The Torrey pine is the second most rare pine in the planet. It only grows in a single spot in the west coast of the US. Though rare, sometimes seed can be found for sale. The qiaojia pine is even rarer. There are only 20 trees in the entire planet, in a forest in China. The Baishan fir, also native to China, has only 3 trees left. Both are extremely close to extinction.


I will be starting a crowfunding project in soon, to have some funding to buy their seeds and for to cover the incredible ammount of work that this task requires. Please contact me if you already want to donate some fundingx or be informed about this project. Even small donations are welcomed.

These species cannot wait to be protected.

Tuesday 10 December 2013

December- the impermanence of Permaculture

During the last month of November, I was ill for a few weeks. Recovering now :)

The very cold weather arrives
Outdoors not so much was going on. The weather has been very cold in Iceland, average -5ºC to -12ºC, and down to -21ºC in one day. The snow has been pilling to half a meter. All the plants are dormant under the snow, and it looks like most perennials are surviving well under the protection of the snow. Cycle to cycle, this is the time of the year when nothing can be grown in Iceland. Or could it?

This is how Iceland looks like in winter


Compact fluorescent lamps, for growing plants alive indoors
Indoors, I bought a set of powerful bright compact fluorescent lights (300W, about 20.000 lumen). Before this, it was difficult to keep most plants alive indoors (even when using four 20W cf lamps). Now, the 300 W light is so blindly bright that almost all plants are thriving.  I can keep my tree seedlings alive during the darkness of the winter.

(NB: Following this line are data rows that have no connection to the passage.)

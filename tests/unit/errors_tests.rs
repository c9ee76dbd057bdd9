/*!
 * Tests for error types and conversions
 */

use std::error::Error;

use pseudocode_translator::errors::{
    AssemblyError, BackendError, CacheError, ConfigurationError, ParsingError, TranslatorError,
    ValidationError, ValidationErrorKind,
};
use pseudocode_translator::python::parse_module;

#[test]
fn test_backend_error_api_error_should_display_status_and_message() {
    let error = BackendError::ApiError { status_code: 503, message: "model is loading".to_string() };
    let display = error.to_string();
    assert!(display.contains("503"));
    assert!(display.contains("model is loading"));
}

#[test]
fn test_backend_error_timeout_should_display_seconds() {
    assert_eq!(BackendError::Timeout(30).to_string(), "Request timed out after 30 seconds");
}

#[test]
fn test_parsing_error_should_display_position() {
    let error = ParsingError { message: "unexpected indent".to_string(), line: 3, column: 4, snippet: None };
    assert_eq!(error.to_string(), "unexpected indent (line 3, column 4)");
}

#[test]
fn test_syntax_error_should_convert_to_parsing_error() {
    let syntax = parse_module("def f(:\n    pass\n").unwrap_err();
    let line = syntax.line;
    let error = TranslatorError::from(syntax);
    match &error {
        TranslatorError::Parsing(parsing) => assert_eq!(parsing.line, line),
        other => panic!("expected a parsing error, got {:?}", other),
    }
    assert!(error.suggestions().iter().any(|s| s.contains(&format!("line {}", line))));
}

#[test]
fn test_every_error_kind_should_offer_a_suggestion() {
    let errors = vec![
        TranslatorError::from(ValidationError {
            kind: ValidationErrorKind::Security,
            message: "eval() call".to_string(),
            line: Some(2),
        }),
        TranslatorError::from(AssemblyError::new("consistency", "unterminated string")),
        TranslatorError::from(ConfigurationError::new("backend.endpoint", "not a URL")),
        TranslatorError::from(CacheError::UnsupportedVersion(9)),
        TranslatorError::from(BackendError::UnknownBackend("gpt".to_string())),
        TranslatorError::from(BackendError::NotInitialized("mock".to_string())),
        TranslatorError::from(anyhow::anyhow!("something odd")),
        TranslatorError::other("plain"),
    ];
    for error in errors {
        assert!(!error.suggestions().is_empty(), "no suggestion for {}", error);
    }
}

#[test]
fn test_configuration_suggestion_should_name_key() {
    let error = TranslatorError::from(ConfigurationError::new("indent_size", "must be 2, 4 or 8"));
    assert!(error.suggestions()[0].contains("indent_size"));
}

#[test]
fn test_io_error_should_keep_cause() {
    let io = std::io::Error::new(std::io::ErrorKind::NotFound, "missing.pseudo");
    let error = TranslatorError::from(io);
    let source = error.source().expect("cause should be kept");
    assert!(source.to_string().contains("missing.pseudo"));
}
/*!
 * Tests for the backend registry and the mock backend
 */

use std::sync::Arc;

use pseudocode_translator::app_config::BackendConfig;
use pseudocode_translator::backends::ollama::extract_code;
use pseudocode_translator::backends::{
    BackendRegistry, GenerationBackend, GenerationRequest, MAX_INSTRUCTION_CHARS, MockBackend,
};
use pseudocode_translator::errors::BackendError;

fn named(name: &str) -> BackendConfig {
    BackendConfig { name: name.to_string(), ..BackendConfig::default() }
}

#[test]
fn test_registry_should_resolve_names_case_insensitively() {
    let registry = BackendRegistry::with_builtins();
    assert!(registry.contains("MOCK"));
    assert_eq!(registry.create(&named("Ollama")).unwrap().name(), "ollama");
    assert!(matches!(registry.create(&named("nope")), Err(BackendError::UnknownBackend(_))));
}

#[test]
fn test_registered_backend_should_replace_builtin() {
    let mut registry = BackendRegistry::with_builtins();
    registry.register("mock", |_| Ok(Arc::new(MockBackend::fixed("answer = 42")) as Arc<dyn GenerationBackend>));
    let backend = registry.create(&named("mock")).unwrap();

    tokio_test::block_on(async {
        backend.initialize().await.unwrap();
        let result = backend.translate("anything at all", &GenerationRequest::default(), None).await.unwrap();
        assert_eq!(result.code, "answer = 42");
    });
}

#[test]
fn test_mock_before_initialize_should_fail() {
    let backend = MockBackend::working();
    let result = tokio_test::block_on(backend.translate("set x to 1", &GenerationRequest::default(), None));
    assert!(matches!(result, Err(BackendError::NotInitialized(_))));
}

#[test]
fn test_mock_templates_should_cover_common_instructions() {
    assert_eq!(MockBackend::template_for("set total to 0"), "total = 0");
    assert_eq!(
        MockBackend::template_for("create a function called mul that returns the product of x and y"),
        "def mul(x, y):\n    return x * y"
    );
    assert_eq!(MockBackend::template_for("print hello"), "print(\"hello\")");
    assert!(MockBackend::template_for("do something unusual").starts_with("# do something unusual"));
}

#[test]
fn test_intermittent_mock_should_fail_every_nth_call() {
    let backend = MockBackend::intermittent(2);
    let request = GenerationRequest::default();
    tokio_test::block_on(async {
        backend.initialize().await.unwrap();
        assert!(backend.translate("set a to 1", &request, None).await.is_ok());
        let second = backend.translate("set b to 2", &request, None).await;
        assert!(matches!(second, Err(BackendError::ApiError { status_code: 503, .. })));
        assert!(backend.translate("set c to 3", &request, None).await.is_ok());
    });
    assert_eq!(backend.translate_calls(), 3);
}

#[test]
fn test_oversized_instruction_should_be_rejected() {
    let backend = MockBackend::working();
    let instruction = "word ".repeat(MAX_INSTRUCTION_CHARS);
    assert!(matches!(backend.validate_input(&instruction), Err(BackendError::InvalidInput(_))));
    assert!(matches!(backend.validate_input("   "), Err(BackendError::InvalidInput(_))));
    assert!(backend.validate_input("set x to 1").is_ok());
}

#[test]
fn test_refine_should_return_configured_fix_and_count_calls() {
    let backend = MockBackend::fixed("print(y)").with_refinement("y = 0\nprint(y)");
    tokio_test::block_on(async {
        backend.initialize().await.unwrap();
        let errors = vec!["Undefined name 'y'".to_string()];
        let result = backend.refine("print(y)", &errors, &GenerationRequest::default()).await.unwrap();
        assert_eq!(result.code, "y = 0\nprint(y)");
    });
    assert_eq!(backend.refine_calls(), 1);
}

#[test]
fn test_extract_code_should_join_fenced_blocks() {
    let answer = "First:\n```python\nimport os\n```\nThen:\n```python\nprint(os.sep)\n```\n";
    assert_eq!(extract_code(answer), "import os\n\nprint(os.sep)");
}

Hopefully, we will be able to grow vegetables, like salads, perhaps even tomatoes, during winter.




Impermaculture

I also had a powerful insight, during these recent weeks, as I was ill. That nothing is permanent, and so I am thinking about what I have now called "Impermaculture". Nothing is permanent, everything is always changing, so the notion of trying to control a stable system is impossible. Systems are inherently unstable, change and sometimes dramatically and outside of our control. Let's say you have a property and a forest garden, it is possible that you lose everything you planted to an extreme drought or a forest fire. And I think its worthless to have this idea of control (which implies a lot of effort), when nothing is assured. Better to plant and just let is flow, without expectations. In this context, a wide diversity of species, and also doing a wide number of forest garden projects, ensures better survival of species, and of rich habitats.